O様邸リフォーム工事 5
庄内町のOさん宅のリフォーム工事です。先週末くらいから床下に硬質の断熱材を入れています。当地の場合は冬期の最低気温がせいぜいマイナス5℃程度、普段は0℃を若干下回るくらいなので床下の断熱材は厚さ30mmが「標準」とされているようですが、今回は50mmの設計です。材料単価はだいたい厚さに比例しますが、この工事の場合はのべ床面積が12坪弱ですし工賃は30mmでも50mmでもほとんど同じなので、断熱効果を高めるためにすこし厚いものにしました。
硬質の断熱材にもいろいろ種類がありますが、写真のものはカネケンテック株式会社の「カネライトフォーム」という断熱材で、「A種押出法ポリスチレンフォーム保温板」という分類に入ります。微細な独立気泡の中に気体を閉じ込めているため対流・輻射・伝導が少なく、また吸水や吸湿性もほとんどありません。
この断熱材を床組の土台や大引・根太の間に入れていくのですが、できるだけ隙間がないように細縁を四方に回しそれで断熱材を四辺で受けるようにしています。一般的な標準的工法ではL形の小さな金具をいくつか打ってそれで断熱材が下に落ちないようにしているだけですが、それでは心もとないですね。冬に窓を1〜2cm開けただけでも冷気がかなり入ってくるのと同じで、断熱材と木部とに隙間があったのでは断熱効果がかなり損なわれます。今回のように四方に桟を回しておけばかなり効果的。理屈ではみなそのことは分かっているのでしょうが、「見えないところにはあまり手をかけたくない(かけられない)」ということなのでしょうね。
断熱材を入れたら、その上に24mm厚の構造用合板を隙間なく張りつめます。合板自体に端に凹凸(サネ)が刻まれていて、それを互いにはめあわせていく仕組みです。従来の床組では床板を直接受ける部材は根太という小さめの角材で、これを300〜360mm程度の間隔で平行に敷き並べていくのですが、根太を何本も正確に取り付けていくのはけっこう手間がかかります。

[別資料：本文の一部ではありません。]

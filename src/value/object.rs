//! Structured values: plain objects with a prototype link and attributed
//! properties, plus the insertion-ordered map and set containers.

use std::fmt;
use std::sync::Arc;

use super::{Function, Value};

// == Symbol ==
/// A unique property key. Two symbols are equal only if they are the same
/// symbol, whatever their descriptions.
#[derive(Clone)]
pub struct Symbol(Arc<str>);

impl Symbol {
    pub fn new(description: &str) -> Self {
        Self(Arc::from(description))
    }

    pub fn description(&self) -> &str {
        &self.0
    }
}

impl PartialEq for Symbol {
    fn eq(&self, other: &Self) -> bool {
        Arc::ptr_eq(&self.0, &other.0)
    }
}

impl Eq for Symbol {}

impl fmt::Debug for Symbol {
    fn fmt(&self, f: &mut fmt::Formatter<'_>) -> fmt::Result {
        write!(f, "Symbol({})", self.0)
    }
}

// == Property Key ==
#[derive(Clone, Debug, PartialEq, Eq)]
pub enum PropertyKey {
    Name(String),
    Symbol(Symbol),
}

impl PropertyKey {
    pub fn as_name(&self) -> Option<&str> {
        match self {
            PropertyKey::Name(name) => Some(name),
            PropertyKey::Symbol(_) => None,
        }
    }
}

impl From<&str> for PropertyKey {
    fn from(name: &str) -> Self {
        PropertyKey::Name(name.to_string())
    }
}

impl From<String> for PropertyKey {
    fn from(name: String) -> Self {
        PropertyKey::Name(name)
    }
}

impl From<&Symbol> for PropertyKey {
    fn from(symbol: &Symbol) -> Self {
        PropertyKey::Symbol(symbol.clone())
    }
}

impl From<Symbol> for PropertyKey {
    fn from(symbol: Symbol) -> Self {
        PropertyKey::Symbol(symbol)
    }
}

// == Property ==
/// Where a property's value lives.
#[derive(Clone, Debug)]
pub enum Slot {
    Data(Value),
    Accessor {
        get: Option<Function>,
        set: Option<Function>,
    },
}

/// An own property with its attributes.
#[derive(Clone, Debug)]
pub struct Property {
    pub slot: Slot,
    pub enumerable: bool,
    /// Only meaningful for data properties
    pub writable: bool,
    pub configurable: bool,
}

impl Property {
    /// An enumerable, writable, configurable data property.
    pub fn data(value: Value) -> Self {
        Self {
            slot: Slot::Data(value),
            enumerable: true,
            writable: true,
            configurable: true,
        }
    }

    /// A non-enumerable, writable, configurable data property.
    pub fn hidden(value: Value) -> Self {
        Self {
            enumerable: false,
            ..Self::data(value)
        }
    }

    /// An enumerable, configurable accessor property.
    pub fn accessor(get: Option<Function>, set: Option<Function>) -> Self {
        Self {
            slot: Slot::Accessor { get, set },
            enumerable: true,
            writable: false,
            configurable: true,
        }
    }

    pub fn read_only(mut self) -> Self {
        self.writable = false;
        self
    }

    pub fn non_enumerable(mut self) -> Self {
        self.enumerable = false;
        self
    }

    /// Current value: the data, or the getter's result.
    pub fn read(&self) -> Value {
        match &self.slot {
            Slot::Data(value) => value.clone(),
            Slot::Accessor { get: Some(getter), .. } => getter.call(&[]),
            Slot::Accessor { get: None, .. } => Value::Undefined,
        }
    }
}

// == Object ==
/// A plain structured value. Own properties keep their definition order.
#[derive(Clone, Debug, Default)]
pub struct Object {
    prototype: Option<Value>,
    properties: Vec<(PropertyKey, Property)>,
}

impl Object {
    pub fn new() -> Self {
        Self::default()
    }

    /// An empty object whose inherited lookups fall back to `prototype`.
    pub fn with_prototype(prototype: Option<Value>) -> Self {
        Self {
            prototype,
            properties: Vec::new(),
        }
    }

    pub fn prototype(&self) -> Option<&Value> {
        self.prototype.as_ref()
    }

    pub fn set_prototype(&mut self, prototype: Option<Value>) {
        self.prototype = prototype;
    }

    pub fn own(&self, key: &PropertyKey) -> Option<&Property> {
        self.properties
            .iter()
            .find(|(k, _)| k == key)
            .map(|(_, property)| property)
    }

    /// Defines or replaces an own property, keeping its original position on replace.
    pub fn define(&mut self, key: impl Into<PropertyKey>, property: Property) {
        let key = key.into();
        match self.properties.iter_mut().find(|(k, _)| *k == key) {
            Some((_, existing)) => *existing = property,
            None => self.properties.push((key, property)),
        }
    }

    /// Defines a plain data property.
    pub fn insert(&mut self, key: impl Into<PropertyKey>, value: Value) {
        self.define(key, Property::data(value));
    }

    pub fn remove(&mut self, key: &PropertyKey) -> Option<Property> {
        let index = self.properties.iter().position(|(k, _)| k == key)?;
        Some(self.properties.remove(index).1)
    }

    pub fn properties(&self) -> &[(PropertyKey, Property)] {
        &self.properties
    }

    /// Own enumerable string keys, in order.
    pub fn keys(&self) -> Vec<String> {
        self.properties
            .iter()
            .filter(|(_, property)| property.enumerable)
            .filter_map(|(key, _)| key.as_name().map(str::to_string))
            .collect()
    }
}

// == Map ==
/// Insertion-ordered associative container. Keys compare with
/// [`Value::same_value_zero`], so containers are keyed by identity.
#[derive(Clone, Debug, Default)]
pub struct MapValue {
    entries: Vec<(Value, Value)>,
}

impl MapValue {
    pub fn new() -> Self {
        Self::default()
    }

    pub fn get(&self, key: &Value) -> Option<&Value> {
        self.entries
            .iter()
            .find(|(k, _)| k.same_value_zero(key))
            .map(|(_, v)| v)
    }

    pub fn has(&self, key: &Value) -> bool {
        self.get(key).is_some()
    }

    /// Inserts or replaces, keeping the original position on replace.
    pub fn insert(&mut self, key: Value, value: Value) {
        match self.entries.iter_mut().find(|(k, _)| k.same_value_zero(&key)) {
            Some((_, existing)) => *existing = value,
            None => self.entries.push((key, value)),
        }
    }

    pub fn remove(&mut self, key: &Value) -> Option<Value> {
        let index = self.entries.iter().position(|(k, _)| k.same_value_zero(key))?;
        Some(self.entries.remove(index).1)
    }

    pub fn entries(&self) -> &[(Value, Value)] {
        &self.entries
    }

    pub fn len(&self) -> usize {
        self.entries.len()
    }

    pub fn is_empty(&self) -> bool {
        self.entries.is_empty()
    }
}

// == Set ==
/// Insertion-ordered unique-element container.
#[derive(Clone, Debug, Default)]
pub struct SetValue {
    items: Vec<Value>,
}

impl SetValue {
    pub fn new() -> Self {
        Self::default()
    }

    pub fn has(&self, item: &Value) -> bool {
        self.items.iter().any(|i| i.same_value_zero(item))
    }

    /// Adds `item` unless already present. Returns whether it was added.
    pub fn add(&mut self, item: Value) -> bool {
        if self.has(&item) {
            return false;
        }
        self.items.push(item);
        true
    }

    pub fn remove(&mut self, item: &Value) -> bool {
        let before = self.items.len();
        self.items.retain(|i| !i.same_value_zero(item));
        self.items.len() != before
    }

    pub fn items(&self) -> &[Value] {
        &self.items
    }

    pub fn len(&self) -> usize {
        self.items.len()
    }

    pub fn is_empty(&self) -> bool {
        self.items.is_empty()
    }
}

それで手間を省きかつ床全体としてのそれなりの強度を高めるために、根太を原則として用いないという「根太レス工法」が生まれました。土台と大引のみでその上に直に構造用合板を張っていくのですが、やはりそれだけでは簡略工法のそしりはまぬがれません。
しっかりした床を作るには、床板を厚くすることよりも下地を細かく入れることのほうが重要です。逆にいえば大引と根太などの下地が緊密に入っていれば、床板はかなり薄いものでも大丈夫。ただ今回は仕上げの床材は15mm厚の無垢材のフローリングですが、これを24mm厚の構造用合板の上に重ねて張っていきます。計39mmもの厚さになるわけですが、やはり合板の継ぎ手の部分がネックになるので、その箇所と合板の中央とで約90cm間隔で背のあるしっかりした根太も入れています。